- WHAT IS EXPECTED
In the listing below, locate the lines that hold the string "EngineManager". Copy those lines.

━━━━

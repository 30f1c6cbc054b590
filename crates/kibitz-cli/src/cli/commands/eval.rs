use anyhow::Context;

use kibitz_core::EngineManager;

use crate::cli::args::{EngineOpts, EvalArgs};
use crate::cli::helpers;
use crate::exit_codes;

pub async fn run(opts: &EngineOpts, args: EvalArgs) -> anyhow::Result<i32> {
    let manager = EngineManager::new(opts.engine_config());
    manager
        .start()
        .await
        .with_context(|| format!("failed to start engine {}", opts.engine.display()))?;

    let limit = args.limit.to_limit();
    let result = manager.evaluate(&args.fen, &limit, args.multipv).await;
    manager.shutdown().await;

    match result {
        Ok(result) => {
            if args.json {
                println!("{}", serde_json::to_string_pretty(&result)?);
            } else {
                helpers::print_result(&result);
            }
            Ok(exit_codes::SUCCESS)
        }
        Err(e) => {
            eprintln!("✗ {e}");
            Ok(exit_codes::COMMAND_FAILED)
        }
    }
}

━━━━

- SOLVED PROBLEM
use kibitz_core::EngineManager;
    let manager = EngineManager::new(opts.engine_config());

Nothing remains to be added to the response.